--- INPUT MATERIAL Enclosed Below ---
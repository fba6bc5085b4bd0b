//! Envelope encryption over tenant keys.
//!
//! This module provides:
//! - `CiphertextContainer`: the durable wire shape of one encryption
//!   (`container`)
//! - `CipherSpec`: transform parsing and the payload cipher delegates
//!   (`cipher`)
//! - The `EncryptionService` trait plus the software-keystore base
//!   implementation (`service`)
//! - `EnvelopeEncryptionService` and `CachedEnvelopeEncryptionService`
//!   (`envelope`)

pub mod cipher;
pub mod container;
#[allow(clippy::module_inception)]
pub mod envelope;
pub mod service;

// Re-export the most commonly used items.
pub use cipher::{CipherMode, CipherSpec};
pub use container::CiphertextContainer;
pub use envelope::{CachedEnvelopeEncryptionService, EnvelopeEncryptionService};
pub use service::{EncryptionService, LocalEncryptionService};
--- End of Enclosed INPUT MATERIAL ---
◆ WORK TO COMPLETE ◆
From the entries above, pull out each line that includes "CachedEnvelopeEncryptionService".

◆ WRITTEN SOLUTION ◆
//! - `EnvelopeEncryptionService` and `CachedEnvelopeEncryptionService`
pub use envelope::{CachedEnvelopeEncryptionService, EnvelopeEncryptionService};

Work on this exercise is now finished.